Where did reality TV even come from? According to VU Screen Media expert Dr Marc C-Scott, it all began in the bygone era of live TV. That may conjure images of people falling off chairs laughing on black and white talk shows, teased hair on Perfect Match or even Candid Camera; but it was the cheap thrill of ‘unscripted’ entertainment that’s once again pulling audiences today.

C-Scott says there’s big ‘bang’ for the relatively little ‘buck’. And with the take-over of Netflix and subscription television, it could be network TV’s last desperate grab for ratings.

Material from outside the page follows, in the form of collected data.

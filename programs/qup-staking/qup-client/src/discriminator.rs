// Discriminator Registry
//
// Anchor tags every instruction with the first 8 bytes of
// sha256("global:<instruction_name>") and every account with the first 8
// bytes of sha256("account:<AccountName>"). Selectors are always computed
// here; byte literals belong in test fixtures only.

use sha2::{Digest, Sha256};

use crate::constants::DISCRIMINATOR_LEN;

pub type Discriminator = [u8; DISCRIMINATOR_LEN];

/// Instruction selector for `operation_name`.
pub fn discriminator_for(operation_name: &str) -> Discriminator {
    sighash("global", operation_name)
}

/// Account discriminator for the record type named `account_name`.
pub fn account_discriminator_for(account_name: &str) -> Discriminator {
    sighash("account", account_name)
}

fn sighash(namespace: &str, name: &str) -> Discriminator {
    let preimage = format!("{}:{}", namespace, name);
    let hash = Sha256::digest(preimage.as_bytes());
    let mut discriminator = [0u8; DISCRIMINATOR_LEN];
    discriminator.copy_from_slice(&hash[..DISCRIMINATOR_LEN]);
    discriminator
}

“Reality TV gets audiences. It is cheap to make and relatively unscripted – they don’t have to pay for writers, cinematography, costumes, sets... Granted, they manipulate what people say and do to create a story line – but they always have done – you just haven’t been aware of it.”

But surely things are worse now, though?

“Think back to 18 years ago with the advent of Big Brother” he says. “Producers would be behind the scenes storyboarding their intended plotlines. They would gently manipulate the characters’ actions and reactions. Nowadays it’s just much more obvious – and participants don’t mind – often they want to be considered a particular way for their own social media or branding. So a producer asking them the same question over and over, until they get the response they want isn’t unusual.”

So for now, as we come down from our MAFS sugar-high (what even is the deal with Bachelor in Paradise?), maybe we’ll start to give into our ‘healthier’ viewing cravings…A serve of Masterchef, anyone?